Data entries:
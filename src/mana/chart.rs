//! Pie chart geometry for mana symbol counts.
//!
//! Only the arc computation lives here; drawing is left to whatever UI
//! consumes the slices. Each slice gets `value * 360 / total` degrees,
//! truncated, and starts where the previous one ended. Truncation means
//! the arcs can add up to slightly less than a full circle.

use serde::{Deserialize, Serialize};

use super::color::ManaColor;
use super::cost::ManaCost;

/// One slice of the chart.
#[derive(Clone, Copy, Debug, PartialEq, Eq, Serialize, Deserialize)]
pub struct PieSlice {
    pub color: ManaColor,
    pub value: u32,
    /// Degrees, counter-clockwise from the start of the first slice.
    pub start_angle: u32,
    pub arc_angle: u32,
}

/// Mana symbol counts per kind of mana.
///
/// ```
/// use ccg_rules::mana::{ManaColor, ManaPieChart};
///
/// let chart = ManaPieChart::new(Some(2), Some(0), Some(1), None, None, Some(1));
/// let arcs: Vec<_> = chart.slices().iter().map(|s| (s.color, s.arc_angle)).collect();
/// assert_eq!(
///     arcs,
///     vec![(ManaColor::White, 180), (ManaColor::Black, 90), (ManaColor::Colorless, 90)]
/// );
/// ```
#[derive(Clone, Debug, Default, PartialEq, Eq, Serialize, Deserialize)]
pub struct ManaPieChart {
    values: [Option<u32>; 6],
}

impl ManaPieChart {
    /// Build a chart from counts in W, U, B, R, G, colorless order.
    ///
    /// `None` and zero both mean "no slice".
    #[must_use]
    pub fn new(
        w: Option<u32>,
        u: Option<u32>,
        b: Option<u32>,
        r: Option<u32>,
        g: Option<u32>,
        c: Option<u32>,
    ) -> Self {
        Self {
            values: [w, u, b, r, g, c],
        }
    }

    /// Sum the symbols of a set of costs. Generic mana goes to the colorless bucket.
    pub fn from_costs<'a>(costs: impl IntoIterator<Item = &'a ManaCost>) -> Self {
        let mut values = [None; 6];
        for cost in costs {
            for color in ManaColor::ALL {
                let n = cost.count(color);
                if n > 0 {
                    *values[color.index()].get_or_insert(0) += n;
                }
            }
        }
        Self { values }
    }

    #[must_use]
    pub fn value(&self, color: ManaColor) -> Option<u32> {
        self.values[color.index()]
    }

    /// Sum of every present bucket.
    #[must_use]
    pub fn total(&self) -> u64 {
        self.values.iter().flatten().map(|&v| u64::from(v)).sum()
    }

    /// The slices to draw, in WUBRG order with colorless last.
    ///
    /// Empty when every bucket is missing or zero.
    #[must_use]
    pub fn slices(&self) -> Vec<PieSlice> {
        let total = self.total();
        if total == 0 {
            return Vec::new();
        }

        let mut start_angle = 0;
        let mut slices = Vec::new();
        for color in ManaColor::ALL {
            let Some(value) = self.value(color).filter(|&v| v > 0) else {
                continue;
            };
            let arc_angle = (u64::from(value) * 360 / total) as u32;
            slices.push(PieSlice {
                color,
                value,
                start_angle,
                arc_angle,
            });
            start_angle += arc_angle;
        }
        slices
    }
}
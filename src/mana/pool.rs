//! Mana pools.

use serde::{Deserialize, Serialize};

use super::color::ManaColor;

/// Floating mana a player has available, one counter per kind of mana.
#[derive(Clone, Debug, Default, PartialEq, Eq, Hash, Serialize, Deserialize)]
pub struct ManaPool {
    amounts: [u32; 6],
}

impl ManaPool {
    #[must_use]
    pub fn new() -> Self {
        Self::default()
    }

    pub fn add(&mut self, color: ManaColor, amount: u32) {
        self.amounts[color.index()] += amount;
    }

    #[must_use]
    pub fn get(&self, color: ManaColor) -> u32 {
        self.amounts[color.index()]
    }

    /// Remove `amount` mana of a kind. Returns false, leaving the pool
    /// untouched, if there is not enough.
    pub fn spend(&mut self, color: ManaColor, amount: u32) -> bool {
        let slot = &mut self.amounts[color.index()];
        if *slot < amount {
            return false;
        }
        *slot -= amount;
        true
    }

    #[must_use]
    pub fn total(&self) -> u32 {
        self.amounts.iter().sum()
    }

    #[must_use]
    pub fn is_empty(&self) -> bool {
        self.total() == 0
    }

    /// Empty the pool.
    pub fn clear(&mut self) {
        self.amounts = [0; 6];
    }

    /// Iterate over the kinds of mana present, in WUBRG order.
    pub fn iter(&self) -> impl Iterator<Item = (ManaColor, u32)> + '_ {
        ManaColor::ALL
            .into_iter()
            .map(|c| (c, self.get(c)))
            .filter(|(_, n)| *n > 0)
    }
}
//! Trigger system for event-driven abilities.
//!
//! ## Key Components
//!
//! - [`EventType`] / [`GameEvent`]: what happened
//! - [`Trigger`]: the condition half of a triggered ability, with
//!   [`TapForManaAllTrigger`], [`AttacksAllTrigger`] and
//!   [`EntersBattlefieldTrigger`]
//! - [`TriggerRegistry`]: index of the triggered abilities on the battlefield
//!
//! ## Flow
//!
//! An event is fired, the registry finds every registered ability whose
//! trigger matches, and each match becomes a [`TriggeredAbility`]: a copy
//! of the ability with its target pointers bound from the event. The game
//! queues those copies and later puts them on the stack.
//!
//! Abilities triggered by the same event come back in a stable order
//! (source timestamp, then source id, then ability id), so two copies of a game trigger
//! identically.

mod event;
mod registry;
mod trigger;

pub use event::{EventType, GameEvent};
pub use registry::{TriggerRegistry, TriggeredAbility};
pub use trigger::{AttacksAllTrigger, EntersBattlefieldTrigger, TapForManaAllTrigger, Trigger};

= Required action =
Out of the data above, transcribe exactly and only the lines starting with the line that has "pub struct ManaPool" and going on through the line that has "is not enough.", both included.

= Result of this task =
pub struct ManaPool {
    amounts: [u32; 6],
}

impl ManaPool {
    #[must_use]
    pub fn new() -> Self {
        Self::default()
    }

    pub fn add(&mut self, color: ManaColor, amount: u32) {
        self.amounts[color.index()] += amount;
    }

    #[must_use]
    pub fn get(&self, color: ManaColor) -> u32 {
        self.amounts[color.index()]
    }

    /// Remove `amount` mana of a kind. Returns false, leaving the pool
    /// untouched, if there is not enough.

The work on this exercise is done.